## INSTRUCTIONS FOR THE TASK
Would you give the number of lines in the entries that contain the word "than"? Nothing else is needed.

## THE RECORDS

■ ■ ■

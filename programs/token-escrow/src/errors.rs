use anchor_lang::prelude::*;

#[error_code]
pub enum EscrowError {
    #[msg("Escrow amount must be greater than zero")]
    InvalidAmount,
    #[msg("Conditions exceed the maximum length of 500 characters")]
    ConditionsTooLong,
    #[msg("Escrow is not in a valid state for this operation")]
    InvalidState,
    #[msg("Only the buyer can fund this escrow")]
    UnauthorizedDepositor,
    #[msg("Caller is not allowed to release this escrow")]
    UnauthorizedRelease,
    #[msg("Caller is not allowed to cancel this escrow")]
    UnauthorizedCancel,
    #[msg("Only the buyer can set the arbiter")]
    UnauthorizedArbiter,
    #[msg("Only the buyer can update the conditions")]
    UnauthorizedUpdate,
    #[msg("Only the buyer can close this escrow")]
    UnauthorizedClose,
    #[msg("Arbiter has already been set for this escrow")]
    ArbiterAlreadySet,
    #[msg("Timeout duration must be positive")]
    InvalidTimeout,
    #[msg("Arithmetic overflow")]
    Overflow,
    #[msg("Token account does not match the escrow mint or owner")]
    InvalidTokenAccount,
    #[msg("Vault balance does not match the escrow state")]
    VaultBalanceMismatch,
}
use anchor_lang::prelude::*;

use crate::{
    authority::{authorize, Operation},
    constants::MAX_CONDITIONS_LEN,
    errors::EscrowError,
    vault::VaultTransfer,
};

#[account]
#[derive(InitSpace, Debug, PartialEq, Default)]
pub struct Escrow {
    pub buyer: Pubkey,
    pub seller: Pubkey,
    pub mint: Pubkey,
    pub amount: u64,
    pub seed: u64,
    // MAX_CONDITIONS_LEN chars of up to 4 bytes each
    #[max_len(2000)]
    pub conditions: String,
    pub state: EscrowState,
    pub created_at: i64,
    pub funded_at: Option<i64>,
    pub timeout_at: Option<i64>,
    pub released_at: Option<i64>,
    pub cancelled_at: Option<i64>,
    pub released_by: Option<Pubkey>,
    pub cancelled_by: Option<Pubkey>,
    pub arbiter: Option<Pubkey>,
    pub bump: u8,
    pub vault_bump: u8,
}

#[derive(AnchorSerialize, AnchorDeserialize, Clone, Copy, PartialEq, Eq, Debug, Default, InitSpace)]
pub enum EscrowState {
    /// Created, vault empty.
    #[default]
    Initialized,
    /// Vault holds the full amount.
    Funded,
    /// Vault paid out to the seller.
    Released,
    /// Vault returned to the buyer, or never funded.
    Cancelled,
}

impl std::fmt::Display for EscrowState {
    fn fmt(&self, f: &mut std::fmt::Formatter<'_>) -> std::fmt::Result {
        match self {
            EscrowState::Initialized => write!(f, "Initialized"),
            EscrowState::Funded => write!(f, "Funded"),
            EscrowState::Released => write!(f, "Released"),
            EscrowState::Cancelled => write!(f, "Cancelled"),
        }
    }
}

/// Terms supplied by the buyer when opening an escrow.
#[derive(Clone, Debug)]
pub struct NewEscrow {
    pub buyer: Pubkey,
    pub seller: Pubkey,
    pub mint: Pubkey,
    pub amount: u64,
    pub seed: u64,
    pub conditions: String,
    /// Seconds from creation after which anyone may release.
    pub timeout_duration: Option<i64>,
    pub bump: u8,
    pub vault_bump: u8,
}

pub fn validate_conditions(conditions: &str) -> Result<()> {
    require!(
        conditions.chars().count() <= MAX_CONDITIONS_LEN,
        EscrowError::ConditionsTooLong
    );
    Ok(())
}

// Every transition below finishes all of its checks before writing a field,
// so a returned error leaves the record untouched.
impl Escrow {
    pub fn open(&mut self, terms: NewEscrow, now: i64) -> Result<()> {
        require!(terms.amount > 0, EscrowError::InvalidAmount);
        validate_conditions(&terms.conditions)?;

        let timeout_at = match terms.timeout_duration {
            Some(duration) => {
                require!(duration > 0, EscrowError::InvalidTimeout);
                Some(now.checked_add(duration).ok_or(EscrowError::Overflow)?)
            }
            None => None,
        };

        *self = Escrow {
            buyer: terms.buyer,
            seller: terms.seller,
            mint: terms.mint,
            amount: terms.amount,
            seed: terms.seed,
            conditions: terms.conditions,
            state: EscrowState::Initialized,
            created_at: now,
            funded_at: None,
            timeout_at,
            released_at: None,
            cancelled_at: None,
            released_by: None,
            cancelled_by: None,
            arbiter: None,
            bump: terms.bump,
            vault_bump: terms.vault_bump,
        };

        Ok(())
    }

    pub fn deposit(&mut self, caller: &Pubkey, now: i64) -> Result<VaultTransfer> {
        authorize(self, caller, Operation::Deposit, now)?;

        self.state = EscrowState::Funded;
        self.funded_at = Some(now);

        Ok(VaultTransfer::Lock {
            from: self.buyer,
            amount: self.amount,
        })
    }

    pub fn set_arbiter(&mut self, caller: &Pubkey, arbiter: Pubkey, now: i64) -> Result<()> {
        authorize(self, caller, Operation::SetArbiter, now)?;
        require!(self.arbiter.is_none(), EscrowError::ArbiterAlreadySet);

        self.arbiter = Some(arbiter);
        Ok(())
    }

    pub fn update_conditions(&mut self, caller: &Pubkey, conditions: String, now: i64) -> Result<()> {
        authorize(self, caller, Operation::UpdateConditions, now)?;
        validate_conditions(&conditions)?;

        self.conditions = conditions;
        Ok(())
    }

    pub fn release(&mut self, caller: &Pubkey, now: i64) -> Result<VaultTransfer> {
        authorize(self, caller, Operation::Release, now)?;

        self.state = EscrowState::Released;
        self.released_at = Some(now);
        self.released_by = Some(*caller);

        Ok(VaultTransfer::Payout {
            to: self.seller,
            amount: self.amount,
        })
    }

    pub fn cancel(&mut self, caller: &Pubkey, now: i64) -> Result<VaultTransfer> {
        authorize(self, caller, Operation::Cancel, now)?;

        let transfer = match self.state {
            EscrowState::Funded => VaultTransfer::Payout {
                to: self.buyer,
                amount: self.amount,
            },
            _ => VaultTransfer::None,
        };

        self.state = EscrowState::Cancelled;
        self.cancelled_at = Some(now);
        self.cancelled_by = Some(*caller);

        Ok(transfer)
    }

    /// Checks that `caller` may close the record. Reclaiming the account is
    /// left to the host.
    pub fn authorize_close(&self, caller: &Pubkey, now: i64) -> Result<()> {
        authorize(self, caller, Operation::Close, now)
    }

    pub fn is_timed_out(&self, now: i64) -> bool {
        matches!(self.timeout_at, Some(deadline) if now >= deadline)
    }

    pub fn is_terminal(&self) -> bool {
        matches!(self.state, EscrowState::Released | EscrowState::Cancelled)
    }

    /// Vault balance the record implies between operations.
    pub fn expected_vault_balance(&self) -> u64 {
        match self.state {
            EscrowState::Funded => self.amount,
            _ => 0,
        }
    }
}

■ ■ ■

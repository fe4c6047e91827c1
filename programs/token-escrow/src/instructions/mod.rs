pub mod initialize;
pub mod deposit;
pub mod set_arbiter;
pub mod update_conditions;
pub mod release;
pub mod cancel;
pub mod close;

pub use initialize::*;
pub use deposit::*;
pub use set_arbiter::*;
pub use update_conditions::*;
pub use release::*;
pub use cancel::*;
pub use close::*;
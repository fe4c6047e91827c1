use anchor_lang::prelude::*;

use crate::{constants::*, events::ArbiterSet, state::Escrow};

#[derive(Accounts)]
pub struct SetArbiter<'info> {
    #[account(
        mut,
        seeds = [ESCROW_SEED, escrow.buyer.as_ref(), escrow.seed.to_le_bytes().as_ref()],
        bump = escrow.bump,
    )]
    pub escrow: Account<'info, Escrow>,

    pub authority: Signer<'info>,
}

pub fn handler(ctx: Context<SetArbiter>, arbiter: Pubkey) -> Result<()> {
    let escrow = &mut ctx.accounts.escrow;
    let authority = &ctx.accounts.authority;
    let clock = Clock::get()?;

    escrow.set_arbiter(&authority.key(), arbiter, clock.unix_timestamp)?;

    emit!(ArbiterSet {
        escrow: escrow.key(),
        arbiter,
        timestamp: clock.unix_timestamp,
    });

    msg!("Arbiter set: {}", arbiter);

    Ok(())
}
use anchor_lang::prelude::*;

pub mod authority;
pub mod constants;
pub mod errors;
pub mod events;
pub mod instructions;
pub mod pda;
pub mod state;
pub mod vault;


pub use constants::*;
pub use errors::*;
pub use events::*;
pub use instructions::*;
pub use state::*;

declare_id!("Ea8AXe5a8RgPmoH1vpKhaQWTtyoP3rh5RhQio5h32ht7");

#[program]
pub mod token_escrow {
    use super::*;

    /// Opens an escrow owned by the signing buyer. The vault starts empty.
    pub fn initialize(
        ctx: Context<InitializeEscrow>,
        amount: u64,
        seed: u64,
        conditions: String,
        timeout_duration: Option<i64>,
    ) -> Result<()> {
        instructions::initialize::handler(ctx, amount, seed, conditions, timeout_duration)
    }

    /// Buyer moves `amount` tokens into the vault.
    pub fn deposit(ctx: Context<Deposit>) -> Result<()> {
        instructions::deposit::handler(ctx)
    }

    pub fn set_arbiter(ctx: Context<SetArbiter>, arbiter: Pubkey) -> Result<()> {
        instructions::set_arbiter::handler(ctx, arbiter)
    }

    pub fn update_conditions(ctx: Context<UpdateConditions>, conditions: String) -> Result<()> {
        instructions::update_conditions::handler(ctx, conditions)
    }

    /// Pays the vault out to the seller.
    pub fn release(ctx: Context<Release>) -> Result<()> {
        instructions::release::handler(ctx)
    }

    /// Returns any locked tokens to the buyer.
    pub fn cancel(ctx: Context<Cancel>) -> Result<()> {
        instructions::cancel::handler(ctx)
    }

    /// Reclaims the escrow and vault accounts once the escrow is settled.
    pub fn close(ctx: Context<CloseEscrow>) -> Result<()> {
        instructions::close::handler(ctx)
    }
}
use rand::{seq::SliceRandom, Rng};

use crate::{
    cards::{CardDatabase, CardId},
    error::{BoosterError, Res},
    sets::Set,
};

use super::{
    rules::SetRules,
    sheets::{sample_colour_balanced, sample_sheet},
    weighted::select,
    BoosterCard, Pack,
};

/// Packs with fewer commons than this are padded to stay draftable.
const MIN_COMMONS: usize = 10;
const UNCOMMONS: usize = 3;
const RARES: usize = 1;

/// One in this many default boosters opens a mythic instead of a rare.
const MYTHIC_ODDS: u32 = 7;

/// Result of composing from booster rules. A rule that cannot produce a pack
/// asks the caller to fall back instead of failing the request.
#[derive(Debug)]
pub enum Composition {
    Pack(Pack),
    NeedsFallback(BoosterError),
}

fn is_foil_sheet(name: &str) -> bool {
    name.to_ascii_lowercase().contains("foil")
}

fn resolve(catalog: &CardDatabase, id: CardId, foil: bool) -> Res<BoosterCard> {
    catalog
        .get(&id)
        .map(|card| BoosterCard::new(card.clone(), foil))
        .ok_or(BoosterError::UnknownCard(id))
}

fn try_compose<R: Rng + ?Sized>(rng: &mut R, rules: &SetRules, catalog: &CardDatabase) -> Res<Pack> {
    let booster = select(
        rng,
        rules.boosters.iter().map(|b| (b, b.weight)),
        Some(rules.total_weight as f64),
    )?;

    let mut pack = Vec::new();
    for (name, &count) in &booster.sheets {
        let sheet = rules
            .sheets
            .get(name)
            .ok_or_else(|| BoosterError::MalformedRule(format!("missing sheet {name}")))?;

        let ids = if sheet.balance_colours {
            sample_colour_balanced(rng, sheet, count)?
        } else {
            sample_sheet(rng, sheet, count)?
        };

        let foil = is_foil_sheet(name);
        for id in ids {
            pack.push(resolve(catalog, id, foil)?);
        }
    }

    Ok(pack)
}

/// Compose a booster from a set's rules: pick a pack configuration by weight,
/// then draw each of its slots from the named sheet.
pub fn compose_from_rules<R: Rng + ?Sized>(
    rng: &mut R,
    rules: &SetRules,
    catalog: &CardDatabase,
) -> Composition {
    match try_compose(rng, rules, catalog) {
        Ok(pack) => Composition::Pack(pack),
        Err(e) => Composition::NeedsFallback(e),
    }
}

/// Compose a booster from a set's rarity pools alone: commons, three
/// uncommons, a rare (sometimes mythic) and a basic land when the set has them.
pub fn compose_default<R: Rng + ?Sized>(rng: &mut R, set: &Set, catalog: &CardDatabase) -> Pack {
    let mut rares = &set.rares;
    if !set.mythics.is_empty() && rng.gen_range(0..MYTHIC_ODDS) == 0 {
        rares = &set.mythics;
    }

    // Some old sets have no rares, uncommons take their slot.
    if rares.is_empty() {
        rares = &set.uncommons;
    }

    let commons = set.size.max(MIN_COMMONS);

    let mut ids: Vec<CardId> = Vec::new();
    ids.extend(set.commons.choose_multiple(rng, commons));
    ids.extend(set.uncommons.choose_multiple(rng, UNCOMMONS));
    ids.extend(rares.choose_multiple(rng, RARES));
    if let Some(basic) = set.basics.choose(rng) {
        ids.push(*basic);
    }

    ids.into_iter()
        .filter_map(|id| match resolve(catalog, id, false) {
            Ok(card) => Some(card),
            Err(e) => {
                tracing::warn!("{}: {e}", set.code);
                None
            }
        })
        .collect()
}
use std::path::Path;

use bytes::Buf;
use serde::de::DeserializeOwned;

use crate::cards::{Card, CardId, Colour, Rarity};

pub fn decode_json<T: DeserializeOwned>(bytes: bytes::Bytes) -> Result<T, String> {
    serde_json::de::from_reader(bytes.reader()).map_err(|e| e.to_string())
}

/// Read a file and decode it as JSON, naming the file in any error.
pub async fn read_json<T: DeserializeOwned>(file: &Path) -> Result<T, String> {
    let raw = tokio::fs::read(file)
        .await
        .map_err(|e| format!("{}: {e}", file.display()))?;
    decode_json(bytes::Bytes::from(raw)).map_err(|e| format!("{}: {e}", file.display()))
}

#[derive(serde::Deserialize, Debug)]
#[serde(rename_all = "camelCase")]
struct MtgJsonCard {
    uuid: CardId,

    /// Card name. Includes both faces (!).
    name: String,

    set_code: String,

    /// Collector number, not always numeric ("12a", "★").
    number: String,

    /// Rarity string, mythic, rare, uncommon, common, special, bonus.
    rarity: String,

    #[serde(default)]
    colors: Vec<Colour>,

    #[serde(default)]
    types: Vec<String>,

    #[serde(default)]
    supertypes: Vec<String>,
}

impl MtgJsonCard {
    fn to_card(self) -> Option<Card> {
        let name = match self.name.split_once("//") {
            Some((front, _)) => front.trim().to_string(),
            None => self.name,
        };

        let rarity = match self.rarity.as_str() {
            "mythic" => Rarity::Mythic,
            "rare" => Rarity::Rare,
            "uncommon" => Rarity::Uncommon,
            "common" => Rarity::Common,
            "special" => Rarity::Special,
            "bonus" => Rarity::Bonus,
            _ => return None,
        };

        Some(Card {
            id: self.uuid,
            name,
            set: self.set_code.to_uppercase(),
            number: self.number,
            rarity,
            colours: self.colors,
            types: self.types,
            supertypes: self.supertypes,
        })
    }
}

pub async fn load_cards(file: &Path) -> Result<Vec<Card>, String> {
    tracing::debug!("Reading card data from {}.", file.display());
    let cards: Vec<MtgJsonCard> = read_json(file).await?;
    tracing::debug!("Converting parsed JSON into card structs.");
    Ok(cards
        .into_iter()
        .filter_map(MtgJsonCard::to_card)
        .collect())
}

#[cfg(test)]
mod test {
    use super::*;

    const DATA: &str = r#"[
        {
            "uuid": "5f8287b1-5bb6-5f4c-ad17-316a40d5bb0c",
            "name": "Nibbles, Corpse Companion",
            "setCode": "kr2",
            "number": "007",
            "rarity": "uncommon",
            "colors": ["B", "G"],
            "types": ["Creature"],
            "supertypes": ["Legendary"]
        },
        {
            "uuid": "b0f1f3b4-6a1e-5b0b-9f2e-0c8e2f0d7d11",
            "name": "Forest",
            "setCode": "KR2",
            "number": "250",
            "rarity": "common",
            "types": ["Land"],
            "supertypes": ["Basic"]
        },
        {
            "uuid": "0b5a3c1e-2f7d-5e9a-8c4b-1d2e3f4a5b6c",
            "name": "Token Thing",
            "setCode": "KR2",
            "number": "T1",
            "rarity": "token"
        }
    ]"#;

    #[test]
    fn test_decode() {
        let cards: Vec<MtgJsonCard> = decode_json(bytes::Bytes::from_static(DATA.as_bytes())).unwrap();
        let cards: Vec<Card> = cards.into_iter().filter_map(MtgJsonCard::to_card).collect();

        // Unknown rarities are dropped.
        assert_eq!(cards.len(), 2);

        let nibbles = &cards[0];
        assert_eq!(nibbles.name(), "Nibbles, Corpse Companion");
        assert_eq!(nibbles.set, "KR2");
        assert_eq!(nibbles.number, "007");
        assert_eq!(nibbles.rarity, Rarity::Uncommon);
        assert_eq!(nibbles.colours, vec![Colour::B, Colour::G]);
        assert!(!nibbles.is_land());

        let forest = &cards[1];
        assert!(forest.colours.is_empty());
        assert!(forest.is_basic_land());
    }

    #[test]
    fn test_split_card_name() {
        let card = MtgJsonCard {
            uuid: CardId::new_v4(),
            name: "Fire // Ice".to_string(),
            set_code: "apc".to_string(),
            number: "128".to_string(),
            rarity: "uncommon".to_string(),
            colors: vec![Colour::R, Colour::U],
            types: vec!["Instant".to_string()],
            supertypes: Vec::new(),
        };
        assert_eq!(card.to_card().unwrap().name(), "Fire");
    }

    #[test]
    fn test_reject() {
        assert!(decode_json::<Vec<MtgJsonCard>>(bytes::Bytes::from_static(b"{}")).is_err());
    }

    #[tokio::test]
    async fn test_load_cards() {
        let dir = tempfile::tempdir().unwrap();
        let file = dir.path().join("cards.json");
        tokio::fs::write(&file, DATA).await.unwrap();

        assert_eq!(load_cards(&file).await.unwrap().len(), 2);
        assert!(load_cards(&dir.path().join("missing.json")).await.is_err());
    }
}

■ ■ ■

## SOLUTION TO THE PROBLEM
2